Braves manager Bobby Cox was ejected from the game in the top of the second inning, arguing that Giants first baseman Aubrey Huff's foot did not stay on base on an Álex González ground-out. In the bottom of the second, Giants starter Matt Cain also hit an RBI single, scoring Cody Ross, who had doubled earlier. The Giants led the Braves after two innings by a 4–0 score.

Braves first baseman Derrek Lee hit a lead-off single in the top of the sixth inning and advanced to second base on Pat Burrell's fielding error. Brian McCann singled him home in the next at-bat to end the 14 scoreless innings streak for the Braves in the series.

The Braves struck back in the top of the eighth inning. After consecutive singles by Lee and McCann, the Giants brought in closer Brian Wilson for a six-out save; however, the next hitter, Melky Cabrera, hit an RBI ground ball that scored Lee from third base and Cabrera beat the throw to first base due to Giants' third baseman Pablo Sandoval's throwing error. Following Brooks Conrad's sacrifice bunt, Álex González's RBI double scored both runners and tied the game at 4–4.
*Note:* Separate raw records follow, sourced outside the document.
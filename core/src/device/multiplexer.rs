//! Address-decode router between the bus view and per-device views.
//!
//! Incoming `memory:*`/`ui:memory:*` events carry absolute addresses; the
//! multiplexer picks the covering range entry, rebases the address, and
//! re-emits the event under `<base>/<device-id>`. Device `:result` events
//! come back under `<base>/<multiplexer-id>`, get their absolute address
//! restored from the emitting device's entry, and go upstream as the bare
//! base name.

use std::cell::RefCell;
use std::rc::Rc;

use log::warn;
use serde::Deserialize;

use crate::core::config::{de_u16, de_u32};
use crate::core::error::SimError;
use crate::core::event::{EventContext, Payload, grouped};
use crate::core::module::{BuiltModule, EventListener, ModuleDeclaration, ModuleSpec};
use crate::core::simulator::Channel;

/// Bases routed downstream (absolute → device-relative).
const INCOMING: [&str; 6] = [
    "memory:read",
    "memory:write",
    "ui:memory:read",
    "ui:memory:write",
    "ui:memory:bulk:write",
    "ui:memory:clear",
];

/// Bases routed upstream (device-relative → absolute).
const OUTGOING: [&str; 5] = [
    "memory:read:result",
    "memory:write:result",
    "ui:memory:read:result",
    "ui:memory:write:result",
    "ui:memory:bulk:write:result",
];

#[derive(Clone, Debug, Deserialize)]
pub struct MultiplexerEntry {
    pub module: String,
    #[serde(deserialize_with = "de_u16")]
    pub start: u16,
    #[serde(deserialize_with = "de_u32")]
    pub size: u32,
    /// Rank: on overlap the lowest value wins.
    #[serde(default)]
    pub priority: i32,
}

impl MultiplexerEntry {
    fn contains(&self, addr: u16) -> bool {
        let addr = u32::from(addr);
        let start = u32::from(self.start);
        addr >= start && addr < start + self.size
    }
}

#[derive(Clone, Debug, Deserialize)]
pub struct MultiplexerConfig {
    pub entries: Vec<MultiplexerEntry>,
}

pub struct Multiplexer {
    entries: Vec<MultiplexerEntry>,
}

impl Multiplexer {
    pub fn spec(id: impl Into<String>, config: MultiplexerConfig) -> ModuleSpec {
        ModuleSpec::new(id, move |id, channel| {
            let mux = Rc::new(RefCell::new(Multiplexer {
                entries: config.entries,
            }));
            let declaration = Self::declaration(&mux, &id, &channel);
            Ok(BuiltModule {
                declaration,
                instance: mux,
            })
        })
    }

    pub fn entries(&self) -> &[MultiplexerEntry] {
        &self.entries
    }

    /// Entry covering `addr` with the lowest priority value.
    fn route(&self, addr: u16) -> Option<&MultiplexerEntry> {
        self.entries
            .iter()
            .filter(|entry| entry.contains(addr))
            .min_by_key(|entry| entry.priority)
    }

    /// First entry owned by `module` (result path).
    fn entry_for(&self, module: &str) -> Option<&MultiplexerEntry> {
        self.entries
            .iter()
            .filter(|entry| entry.module == module)
            .min_by_key(|entry| entry.priority)
    }

    fn declaration(
        mux: &Rc<RefCell<Multiplexer>>,
        id: &str,
        channel: &Channel,
    ) -> ModuleDeclaration {
        let mut declaration = ModuleDeclaration::new();

        let modules: Vec<String> = {
            let mux = mux.borrow();
            let mut seen = Vec::new();
            for entry in &mux.entries {
                if !seen.contains(&entry.module) {
                    seen.push(entry.module.clone());
                }
            }
            seen
        };
        for base in INCOMING {
            for module in &modules {
                declaration.provided.push(grouped(base, module));
            }
        }
        declaration
            .provided
            .extend(OUTGOING.iter().map(|base| (*base).to_string()));

        // Downstream: rebase the address, re-emit under the device group.
        for base in INCOMING {
            let mux = Rc::clone(mux);
            let channel = channel.clone();
            let listener: EventListener =
                Rc::new(move |payload: &Payload, _ctx: &EventContext| {
                    route_down(&mux.borrow(), &channel, base, payload)
                });
            declaration.optional.push((base.to_string(), listener));
        }

        // Upstream: restore the absolute address, re-emit the bare base.
        for base in OUTGOING {
            let mux = Rc::clone(mux);
            let channel = channel.clone();
            let listener: EventListener =
                Rc::new(move |payload: &Payload, ctx: &EventContext| {
                    route_up(&mux.borrow(), &channel, base, payload, ctx)
                });
            declaration.optional.push((grouped(base, id), listener));
        }

        declaration
    }
}

fn rebase(payload: &Payload, f: impl Fn(u16) -> u16) -> Payload {
    match payload {
        Payload::Address(address) => Payload::Address(f(*address)),
        Payload::Byte { address, data } => Payload::Byte {
            address: f(*address),
            data: *data,
        },
        Payload::Block { address, bytes } => Payload::Block {
            address: f(*address),
            bytes: bytes.clone(),
        },
        other => other.clone(),
    }
}

fn payload_address(payload: &Payload) -> Option<u16> {
    match payload {
        Payload::Address(address)
        | Payload::Byte { address, .. }
        | Payload::Block { address, .. } => Some(*address),
        _ => None,
    }
}

fn route_down(
    mux: &Multiplexer,
    channel: &Channel,
    base: &str,
    payload: &Payload,
) -> Result<(), SimError> {
    let Some(addr) = payload_address(payload) else {
        // Address-free events (ui:memory:clear) fan out to every device.
        let mut seen: Vec<&str> = Vec::new();
        for entry in &mux.entries {
            if seen.contains(&entry.module.as_str()) {
                continue;
            }
            seen.push(&entry.module);
            channel.emit(&grouped(base, &entry.module), payload.clone())?;
        }
        return Ok(());
    };
    let Some(entry) = mux.route(addr) else {
        warn!("{base}: no range covers {addr:#06x}, dropping");
        return Ok(());
    };
    let start = entry.start;
    channel.emit(
        &grouped(base, &entry.module),
        rebase(payload, |a| a.wrapping_sub(start)),
    )
}

fn route_up(
    mux: &Multiplexer,
    channel: &Channel,
    base: &str,
    payload: &Payload,
    ctx: &EventContext,
) -> Result<(), SimError> {
    let Some(entry) = mux.entry_for(&ctx.emitter) else {
        warn!("{base}: result from unmapped device `{}`, dropping", ctx.emitter);
        return Ok(());
    };
    let start = entry.start;
    channel.emit(base, rebase(payload, |a| a.wrapping_add(start)))
}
The game remained tied and went to extra innings. In the bottom of the tenth inning, two consecutive bunts (one resulting in a single, one sacrifice) knocked Braves closer Billy Wagner out of the game because of injury. Because Wagner retired following the 2010 season, it was the last time Wagner ever appeared in a Major League game. Relieving the injured Wagner, Kyle Farnsworth hit the next batter, Freddy Sanchez, then walked Huff to load the bases. With the winning run at third base and one out, Posey followed by grounding into a double play to end the inning.

In the top of the eleventh inning, Rick Ankiel hit a go-ahead solo home run into McCovey Cove on the fly to give the Braves a 5–4 lead, their first lead in the series. Farnsworth threw a scoreless bottom of the eleventh inning for the save and handed the Braves their first (and ultimately only) win in the series. The NLDS was tied one game apiece as it headed to Atlanta.

| Team | 1 | 2 | 3 | 4 | 5 | 6 | 7 | 8 | 9 | 10 | 11 | R | H | E |
| Atlanta | 0 | 0 | 0 | 0 | 0 | 1 | 0 | 3 | 0 | 0 | 1 | 5 | 11 | 0 |
| San Francisco | 3 | 1 | 0 | 0 | 0 | 0 | 0 | 0 | 0 | 0 | 0 | 4 | 10 | 2 |
WP: Kyle Farnsworth (1–0) LP: Ramón Ramírez (0–1) Sv: None Home runs: ATL: Rick Ankiel (1) SFO: Pat Burrell (1)

====Game 3====
Sunday, October 10, 2010 – 4:37 p.m. (ET) at Turner Field in Atlanta, Georgia

Starting pitchers: Jonathan Sánchez (Giants) & Tim Hudson (Braves).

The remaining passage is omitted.